Saved entries:
/---
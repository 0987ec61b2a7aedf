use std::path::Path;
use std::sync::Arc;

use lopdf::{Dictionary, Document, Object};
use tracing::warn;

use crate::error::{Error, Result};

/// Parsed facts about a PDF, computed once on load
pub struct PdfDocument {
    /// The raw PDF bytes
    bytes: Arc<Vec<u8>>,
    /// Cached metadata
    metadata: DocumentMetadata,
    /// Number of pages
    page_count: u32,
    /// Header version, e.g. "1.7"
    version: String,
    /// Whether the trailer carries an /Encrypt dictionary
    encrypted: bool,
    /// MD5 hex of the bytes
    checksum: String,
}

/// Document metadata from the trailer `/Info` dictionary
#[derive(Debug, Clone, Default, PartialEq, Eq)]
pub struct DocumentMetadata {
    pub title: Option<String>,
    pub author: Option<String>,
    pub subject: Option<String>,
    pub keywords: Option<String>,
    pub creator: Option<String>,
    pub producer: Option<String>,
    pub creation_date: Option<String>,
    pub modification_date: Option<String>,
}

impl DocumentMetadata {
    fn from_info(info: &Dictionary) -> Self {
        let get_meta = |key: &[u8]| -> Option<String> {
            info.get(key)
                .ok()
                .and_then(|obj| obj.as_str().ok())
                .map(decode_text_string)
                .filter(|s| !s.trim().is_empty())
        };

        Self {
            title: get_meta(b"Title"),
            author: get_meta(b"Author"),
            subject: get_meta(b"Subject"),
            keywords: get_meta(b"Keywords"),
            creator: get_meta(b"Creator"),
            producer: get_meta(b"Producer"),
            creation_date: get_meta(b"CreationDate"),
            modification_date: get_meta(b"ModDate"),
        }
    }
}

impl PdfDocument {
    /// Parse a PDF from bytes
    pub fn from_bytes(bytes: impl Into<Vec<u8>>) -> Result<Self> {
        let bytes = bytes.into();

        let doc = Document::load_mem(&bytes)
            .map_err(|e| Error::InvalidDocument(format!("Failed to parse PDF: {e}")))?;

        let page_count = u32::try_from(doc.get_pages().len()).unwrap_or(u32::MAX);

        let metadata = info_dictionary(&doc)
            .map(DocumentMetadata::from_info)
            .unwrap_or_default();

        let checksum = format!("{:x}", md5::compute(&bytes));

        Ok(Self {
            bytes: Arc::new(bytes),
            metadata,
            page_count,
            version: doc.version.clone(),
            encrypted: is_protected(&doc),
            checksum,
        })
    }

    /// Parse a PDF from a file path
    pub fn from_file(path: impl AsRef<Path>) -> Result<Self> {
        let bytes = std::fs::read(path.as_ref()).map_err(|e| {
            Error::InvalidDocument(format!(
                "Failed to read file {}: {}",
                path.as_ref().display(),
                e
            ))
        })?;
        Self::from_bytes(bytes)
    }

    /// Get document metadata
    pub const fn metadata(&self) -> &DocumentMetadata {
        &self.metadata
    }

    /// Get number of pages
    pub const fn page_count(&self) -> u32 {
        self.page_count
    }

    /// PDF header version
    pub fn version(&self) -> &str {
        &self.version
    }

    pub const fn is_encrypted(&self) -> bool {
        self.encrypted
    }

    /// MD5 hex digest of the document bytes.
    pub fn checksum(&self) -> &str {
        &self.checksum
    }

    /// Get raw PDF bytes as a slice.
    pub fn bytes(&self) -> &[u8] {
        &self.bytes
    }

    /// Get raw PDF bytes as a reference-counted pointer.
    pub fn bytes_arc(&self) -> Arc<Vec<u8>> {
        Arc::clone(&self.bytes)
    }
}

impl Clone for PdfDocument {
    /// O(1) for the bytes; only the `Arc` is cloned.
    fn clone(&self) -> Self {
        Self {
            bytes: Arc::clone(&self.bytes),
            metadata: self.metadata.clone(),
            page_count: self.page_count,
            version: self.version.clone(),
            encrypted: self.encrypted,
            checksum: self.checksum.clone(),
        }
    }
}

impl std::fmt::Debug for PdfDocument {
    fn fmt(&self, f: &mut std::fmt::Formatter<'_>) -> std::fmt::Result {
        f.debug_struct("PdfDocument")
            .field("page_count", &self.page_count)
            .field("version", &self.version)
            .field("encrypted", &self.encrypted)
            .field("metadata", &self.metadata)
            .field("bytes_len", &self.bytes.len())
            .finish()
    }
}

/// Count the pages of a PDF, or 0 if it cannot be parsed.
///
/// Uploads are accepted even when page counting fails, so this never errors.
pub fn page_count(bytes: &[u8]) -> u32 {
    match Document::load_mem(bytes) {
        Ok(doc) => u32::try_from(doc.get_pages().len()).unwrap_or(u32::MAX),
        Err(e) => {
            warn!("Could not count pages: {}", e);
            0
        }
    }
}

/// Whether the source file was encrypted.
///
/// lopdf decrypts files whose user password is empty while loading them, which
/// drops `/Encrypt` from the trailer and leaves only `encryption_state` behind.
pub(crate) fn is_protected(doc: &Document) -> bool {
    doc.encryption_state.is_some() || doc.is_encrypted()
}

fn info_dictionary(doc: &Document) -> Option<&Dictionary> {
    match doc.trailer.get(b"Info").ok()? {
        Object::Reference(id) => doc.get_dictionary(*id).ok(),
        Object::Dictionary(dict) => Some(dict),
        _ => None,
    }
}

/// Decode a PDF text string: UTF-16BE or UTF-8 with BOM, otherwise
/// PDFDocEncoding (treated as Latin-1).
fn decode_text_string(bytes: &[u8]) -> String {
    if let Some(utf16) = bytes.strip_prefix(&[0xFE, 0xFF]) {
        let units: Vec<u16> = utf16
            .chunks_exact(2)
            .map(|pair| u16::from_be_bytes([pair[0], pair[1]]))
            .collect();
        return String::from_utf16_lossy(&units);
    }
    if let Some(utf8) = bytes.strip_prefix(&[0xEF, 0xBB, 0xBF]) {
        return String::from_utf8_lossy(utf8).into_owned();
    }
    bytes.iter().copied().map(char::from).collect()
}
\---
_Exercise objective_
Repeat each record word for word. Do not leave any out.

_Exercise output_
repository 0987ec61b2a7aedf
use std::path::Path;
use std::sync::Arc;

use lopdf::{Dictionary, Document, Object};
use tracing::warn;

use crate::error::{Error, Result};

/// Parsed facts about a PDF, computed once on load
pub struct PdfDocument {
    /// The raw PDF bytes
    bytes: Arc<Vec<u8>>,
    /// Cached metadata
    metadata: DocumentMetadata,
    /// Number of pages
    page_count: u32,
    /// Header version, e.g. "1.7"
    version: String,
    /// Whether the trailer carries an /Encrypt dictionary
    encrypted: bool,
    /// MD5 hex of the bytes
    checksum: String,
}

/// Document metadata from the trailer `/Info` dictionary
#[derive(Debug, Clone, Default, PartialEq, Eq)]
pub struct DocumentMetadata {
    pub title: Option<String>,
    pub author: Option<String>,
    pub subject: Option<String>,
    pub keywords: Option<String>,
    pub creator: Option<String>,
    pub producer: Option<String>,
    pub creation_date: Option<String>,
    pub modification_date: Option<String>,
}

impl DocumentMetadata {
    fn from_info(info: &Dictionary) -> Self {
        let get_meta = |key: &[u8]| -> Option<String> {
            info.get(key)
                .ok()
                .and_then(|obj| obj.as_str().ok())
                .map(decode_text_string)
                .filter(|s| !s.trim().is_empty())
        };

        Self {
            title: get_meta(b"Title"),
            author: get_meta(b"Author"),
            subject: get_meta(b"Subject"),
            keywords: get_meta(b"Keywords"),
            creator: get_meta(b"Creator"),
            producer: get_meta(b"Producer"),
            creation_date: get_meta(b"CreationDate"),
            modification_date: get_meta(b"ModDate"),
        }
    }
}

impl PdfDocument {
    /// Parse a PDF from bytes
    pub fn from_bytes(bytes: impl Into<Vec<u8>>) -> Result<Self> {
        let bytes = bytes.into();

        let doc = Document::load_mem(&bytes)
            .map_err(|e| Error::InvalidDocument(format!("Failed to parse PDF: {e}")))?;

        let page_count = u32::try_from(doc.get_pages().len()).unwrap_or(u32::MAX);

        let metadata = info_dictionary(&doc)
            .map(DocumentMetadata::from_info)
            .unwrap_or_default();

        let checksum = format!("{:x}", md5::compute(&bytes));

        Ok(Self {
            bytes: Arc::new(bytes),
            metadata,
            page_count,
            version: doc.version.clone(),
            encrypted: is_protected(&doc),
            checksum,
        })
    }

    /// Parse a PDF from a file path
    pub fn from_file(path: impl AsRef<Path>) -> Result<Self> {
        let bytes = std::fs::read(path.as_ref()).map_err(|e| {
            Error::InvalidDocument(format!(
                "Failed to read file {}: {}",
                path.as_ref().display(),
                e
            ))
        })?;
        Self::from_bytes(bytes)
    }

    /// Get document metadata
    pub const fn metadata(&self) -> &DocumentMetadata {
        &self.metadata
    }

    /// Get number of pages
    pub const fn page_count(&self) -> u32 {
        self.page_count
    }

    /// PDF header version
    pub fn version(&self) -> &str {
        &self.version
    }

    pub const fn is_encrypted(&self) -> bool {
        self.encrypted
    }

    /// MD5 hex digest of the document bytes.
    pub fn checksum(&self) -> &str {
        &self.checksum
    }

    /// Get raw PDF bytes as a slice.
    pub fn bytes(&self) -> &[u8] {
        &self.bytes
    }

    /// Get raw PDF bytes as a reference-counted pointer.
    pub fn bytes_arc(&self) -> Arc<Vec<u8>> {
        Arc::clone(&self.bytes)
    }
}

impl Clone for PdfDocument {
    /// O(1) for the bytes; only the `Arc` is cloned.
    fn clone(&self) -> Self {
        Self {
            bytes: Arc::clone(&self.bytes),
            metadata: self.metadata.clone(),
            page_count: self.page_count,
            version: self.version.clone(),
            encrypted: self.encrypted,
            checksum: self.checksum.clone(),
        }
    }
}

impl std::fmt::Debug for PdfDocument {
    fn fmt(&self, f: &mut std::fmt::Formatter<'_>) -> std::fmt::Result {
        f.debug_struct("PdfDocument")
            .field("page_count", &self.page_count)
            .field("version", &self.version)
            .field("encrypted", &self.encrypted)
            .field("metadata", &self.metadata)
            .field("bytes_len", &self.bytes.len())
            .finish()
    }
}

/// Count the pages of a PDF, or 0 if it cannot be parsed.
///
/// Uploads are accepted even when page counting fails, so this never errors.
pub fn page_count(bytes: &[u8]) -> u32 {
    match Document::load_mem(bytes) {
        Ok(doc) => u32::try_from(doc.get_pages().len()).unwrap_or(u32::MAX),
        Err(e) => {
            warn!("Could not count pages: {}", e);
            0
        }
    }
}

/// Whether the source file was encrypted.
///
/// lopdf decrypts files whose user password is empty while loading them, which
/// drops `/Encrypt` from the trailer and leaves only `encryption_state` behind.
pub(crate) fn is_protected(doc: &Document) -> bool {
    doc.encryption_state.is_some() || doc.is_encrypted()
}

fn info_dictionary(doc: &Document) -> Option<&Dictionary> {
    match doc.trailer.get(b"Info").ok()? {
        Object::Reference(id) => doc.get_dictionary(*id).ok(),
        Object::Dictionary(dict) => Some(dict),
        _ => None,
    }
}

/// Decode a PDF text string: UTF-16BE or UTF-8 with BOM, otherwise
/// PDFDocEncoding (treated as Latin-1).
fn decode_text_string(bytes: &[u8]) -> String {
    if let Some(utf16) = bytes.strip_prefix(&[0xFE, 0xFF]) {
        let units: Vec<u16> = utf16
            .chunks_exact(2)
            .map(|pair| u16::from_be_bytes([pair[0], pair[1]]))
            .collect();
        return String::from_utf16_lossy(&units);
    }
    if let Some(utf8) = bytes.strip_prefix(&[0xEF, 0xBB, 0xBF]) {
        return String::from_utf8_lossy(utf8).into_owned();
    }
    bytes.iter().copied().map(char::from).collect()
}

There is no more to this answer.